* What is expected
Output, without alteration, the first line of the entries and each line after it, stopping with the line that contains "static CLASS_RE: LazyLock<Regex>".

(Input for this task)

//! Regex/brace extractor for JavaScript and TypeScript sources.

use std::sync::LazyLock;

use regex::Regex;

use super::{ClassScope, Extractor, first_capture};
use crate::block::Block;
use crate::error::Result;
use crate::scan::{Body, extract_braced_body, indent_level};

static CLASS_RE: LazyLock<Regex> = LazyLock::new(|| {
    Regex::new(r"^(?:export\s+)?(?:default\s+)?(?:abstract\s+)?(?:class|interface)\s+(\w+)")
        .expect("class regex is valid")
});

static ARROW_RE: LazyLock<Regex> = LazyLock::new(|| {
    Regex::new(
        r"^(?:export\s+)?(?:const|let|var)\s+(\w+)\s*(?::[^=]+)?=\s*(?:async\s+)?(?:\([^)]*\)|\w+)\s*(?::[^=]+)?=>",
    )
    .expect("arrow regex is valid")
});

static FUNCTION_RE: LazyLock<Regex> = LazyLock::new(|| {
    Regex::new(r"^(?:export\s+)?(?:default\s+)?(?:async\s+)?function\s*\*?\s*(\w+)\s*[<(]")
        .expect("function regex is valid")
});

static ASSIGNED_FUNCTION_RE: LazyLock<Regex> = LazyLock::new(|| {
    Regex::new(r"^(?:export\s+)?(?:const|let|var)\s+(\w+)\s*=\s*(?:async\s+)?(?:function\b|\()")
        .expect("assigned function regex is valid")
});

static OBJECT_METHOD_RE: LazyLock<Regex> = LazyLock::new(|| {
    Regex::new(r"^(\w+)\s*:\s*(?:async\s+)?(?:function\b|\()")
        .expect("object method regex is valid")
});

static CLASS_METHOD_RE: LazyLock<Regex> = LazyLock::new(|| {
    Regex::new(
        r"^(?:(?:public|private|protected|static|async|readonly|override|get|set)\s+)*\*?(\w+)\s*(?:<[^>]*>)?\s*\([^)]*\)\s*(?::\s*[^{]+)?\{",
    )
    .expect("class method regex is valid")
});

/// Words that look like `name(...) {` but open control flow, not a method.
const NOT_METHODS: [&str; 10] = [
    "if", "for", "while", "switch", "catch", "return", "function", "with", "else", "do",
];

#[derive(Debug, Default, Clone, Copy)]
pub struct JavaScriptExtractor;

#[derive(Debug, Clone, Copy, PartialEq, Eq)]
enum Shape {
    Arrow,
    Braced,
}

impl Extractor for JavaScriptExtractor {
    fn name(&self) -> &'static str {
        "javascript"
    }

    fn can_handle(&self, extension: &str) -> bool {
        matches!(extension, "js" | "jsx" | "mjs" | "cjs" | "ts" | "tsx")
    }

    fn parse_source(&self, source: &str, file_path: &str) -> Result<Vec<Block>> {
        let lines: Vec<&str> = source.lines().collect();
        let mut scope = ClassScope::default();
        let mut blocks = Vec::new();

        for (i, line) in lines.iter().enumerate() {
            let trimmed = line.trim();
            if trimmed.is_empty()
                || trimmed.starts_with("//")
                || trimmed.starts_with("/*")
                || trimmed.starts_with('*')
            {
                continue;
            }
            let indent = indent_level(line);

            if let Some(name) = first_capture(&CLASS_RE, trimmed) {
                scope.enter(name, indent);
                continue;
            }

            let Some((name, shape)) = match_function(trimmed, &scope, indent) else {
                continue;
            };
            let body = match shape {
                Shape::Arrow => extract_arrow_body(&lines, i),
                Shape::Braced => extract_braced_body(&lines, i),
            };
            let Some(body) = body else {
                continue;
            };

            let (kind, class_name) = scope.classify(indent);
            blocks.push(
                Block::new(file_path, kind, i + 1, body.end + 1, body.text)
                    .with_class(class_name)
                    .with_method(name),
            );
        }

        Ok(blocks)
    }
}

/// First matching declaration shape on a trimmed line. Each line yields at
/// most one construct.
fn match_function<'a>(
    trimmed: &'a str,
    scope: &ClassScope,
    indent: usize,
) -> Option<(&'a str, Shape)> {
    if let Some(name) = first_capture(&ARROW_RE, trimmed) {
        return Some((name, Shape::Arrow));
    }
    if let Some(name) = first_capture(&FUNCTION_RE, trimmed) {
        return Some((name, Shape::Braced));
    }
    if let Some(name) = first_capture(&ASSIGNED_FUNCTION_RE, trimmed)
        && !is_value_expression(trimmed)
    {
        return Some((name, Shape::Braced));
    }
    if let Some(name) = first_capture(&OBJECT_METHOD_RE, trimmed) {
        let shape = if trimmed.contains("=>") {
            Shape::Arrow
        } else {
            Shape::Braced
        };
        return Some((name, shape));
    }
    if scope.is_inside(indent)
        && let Some(name) = first_capture(&CLASS_METHOD_RE, trimmed)
        && !NOT_METHODS.contains(&name)
    {
        return Some((name, Shape::Braced));
    }
    None
}

/// `const x = (a + b) * 2` is a value, not a function, with or without the
/// trailing `;`. A parenthesized right-hand side without `=>` is a function
/// only while its parameter list continues on the next line.
fn is_value_expression(trimmed: &str) -> bool {
    if trimmed.contains("function") || trimmed.contains("=>") {
        return false;
    }
    !(trimmed.ends_with('(') || trimmed.ends_with(','))
}

/// Body of an arrow function declared at `start`.
///
/// A `{` on the header line means a block body. Otherwise the expression body
/// runs until a line ending in `;` (inclusive) or a blank line (exclusive).
fn extract_arrow_body(lines: &[&str], start: usize) -> Option<Body> {
    let header = lines.get(start)?;
    if header.contains('{') {
        return extract_braced_body(lines, start);
    }

    let mut end = start;
    if !header.trim_end().ends_with(';') {
        for (i, line) in lines.iter().enumerate().skip(start + 1) {
            if line.trim().is_empty() {
                break;
            }
            end = i;
            if line.trim_end().ends_with(';') {
                break;
            }
        }
    }

    Some(Body {
        end,
        text: lines[start..=end].join("\n"),
    })
}
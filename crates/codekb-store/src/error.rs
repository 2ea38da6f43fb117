#[derive(Debug, thiserror::Error)]
pub enum StoreError {
    #[error("database error: {0}")]
    Sqlite(#[from] sqlx::Error),

    #[error("migration failed: {0}")]
    Migration(#[from] sqlx::migrate::MigrateError),

    #[error("JSON error: {0}")]
    Json(#[from] serde_json::Error),

    #[error("IO error: {0}")]
    Io(#[from] std::io::Error),

    #[error("integer conversion: {0}")]
    IntConversion(#[from] std::num::TryFromIntError),
}

pub type Result<T> = std::result::Result<T, StoreError>;
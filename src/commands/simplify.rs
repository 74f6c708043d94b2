use std::path::{Path, PathBuf};
use std::process::ExitCode;

use fctx_lib::figma::api_types::{FigmaFile, FigmaNodesResponse};
use fctx_lib::{
    parse_resource, simplify_file, simplify_file_nodes, simplify_nodes, FctxError, FigmaAuth,
    FigmaClient, FigmaInfo, OutputFormat, ResourceKind, SimplifiedDesign, SimplifyOptions,
};

use crate::formatting::{format_summary, render_error, write_output};
use crate::settings::{
    format_effective_config, load_config, normalize_node_id, resolve_simplify_settings,
    SimplifyFlagSources,
};

/// Run the simplify command.
#[allow(clippy::too_many_arguments)]
pub async fn run_simplify(
    raw_args: &[String],
    config_path: Option<PathBuf>,
    input: String,
    node_ids: Vec<String>,
    depth: Option<usize>,
    skip_invisible: bool,
    format: OutputFormat,
    output: Option<PathBuf>,
) -> ExitCode {
    let config = match load_config(config_path.as_deref()) {
        Ok(cfg) => cfg,
        Err(err) => return render_error(err, format, output),
    };
    let flags = SimplifyFlagSources::from_args(raw_args);
    let settings = match resolve_simplify_settings(depth, skip_invisible, format, &config, &flags)
    {
        Ok(settings) => settings,
        Err(err) => return render_error(err, format, output),
    };
    log::info!(
        "{}",
        format_effective_config(&settings, &config, config_path.as_deref())
    );
    let format = settings.format;

    let resource = match parse_resource(&input) {
        Ok(res) => res,
        Err(err) => return render_error(FctxError::Config(err.to_string()), format, output),
    };
    let requested: Vec<String> = node_ids.iter().map(|id| normalize_node_id(id)).collect();

    let design = match resource.kind {
        ResourceKind::Figma => {
            let Some(info) = resource.figma_info else {
                return render_error(
                    FctxError::Config(format!("Figma URL missing file key: {}", resource.value)),
                    format,
                    output,
                );
            };
            simplify_remote(&config, &info, requested, &settings.options).await
        }
        ResourceKind::LocalJson => {
            simplify_local(Path::new(&resource.value), &requested, &settings.options).await
        }
    };

    let design = match design {
        Ok(design) => design,
        Err(err) => return render_error(err, format, output),
    };
    log::info!("{}", format_summary(&design));

    if let Err(err) = write_output(&design, format, output.as_deref()) {
        return render_error(err, format, output);
    }
    ExitCode::SUCCESS
}

async fn simplify_remote(
    config: &fctx_lib::Config,
    info: &FigmaInfo,
    mut node_ids: Vec<String>,
    options: &SimplifyOptions,
) -> fctx_lib::Result<SimplifiedDesign> {
    let auth = FigmaAuth::from_env().ok_or_else(|| {
        FctxError::Config(
            "FIGMA_TOKEN environment variable is required to fetch from Figma".to_string(),
        )
    })?;
    let client = FigmaClient::from_config(auth, &config.api)?;

    if node_ids.is_empty() {
        if let Some(id) = &info.node_id {
            node_ids.push(id.clone());
        }
    }

    if node_ids.is_empty() {
        // The file endpoint counts the document itself as depth 0.
        let depth = options.max_depth.map(|d| d + 1);
        let file = client.fetch_file(&info.file_key, depth).await?;
        Ok(simplify_file(&file, options)?)
    } else {
        let response = client
            .fetch_nodes(&info.file_key, &node_ids, options.max_depth)
            .await?;
        Ok(simplify_nodes(&response, &node_ids, options)?)
    }
}

/// Local input is a saved whole-file or nodes response.
async fn simplify_local(
    path: &Path,
    node_ids: &[String],
    options: &SimplifyOptions,
) -> fctx_lib::Result<SimplifiedDesign> {
    let raw = tokio::fs::read_to_string(path).await?;
    let value: serde_json::Value = serde_json::from_str(&raw)?;

    if value.get("document").is_some() {
        let file: FigmaFile = serde_json::from_value(value)?;
        log::debug!("read whole-file response '{}' from {}", file.name, path.display());
        if node_ids.is_empty() {
            Ok(simplify_file(&file, options)?)
        } else {
            Ok(simplify_file_nodes(&file, node_ids, options)?)
        }
    } else if value.get("nodes").is_some() {
        let response: FigmaNodesResponse = serde_json::from_value(value)?;
        log::debug!(
            "read nodes response with {} entr(ies) from {}",
            response.nodes.len(),
            path.display()
        );
        if node_ids.is_empty() {
            // Without explicit ids, take every entry the source resolved.
            let mut all: Vec<&str> = response
                .nodes
                .iter()
                .filter(|(_, wrapper)| wrapper.is_some())
                .map(|(id, _)| id.as_str())
                .collect();
            all.sort_unstable();
            Ok(simplify_nodes(&response, &all, options)?)
        } else {
            Ok(simplify_nodes(&response, node_ids, options)?)
        }
    } else {
        Err(FctxError::Config(format!(
            "{} is neither a Figma file response (no \"document\") nor a nodes response (no \"nodes\")",
            path.display()
        )))
    }
}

(End Input for this task)

* Response for this exercise
//! Regex/brace extractor for JavaScript and TypeScript sources.

use std::sync::LazyLock;

use regex::Regex;

use super::{ClassScope, Extractor, first_capture};
use crate::block::Block;
use crate::error::Result;
use crate::scan::{Body, extract_braced_body, indent_level};

static CLASS_RE: LazyLock<Regex> = LazyLock::new(|| {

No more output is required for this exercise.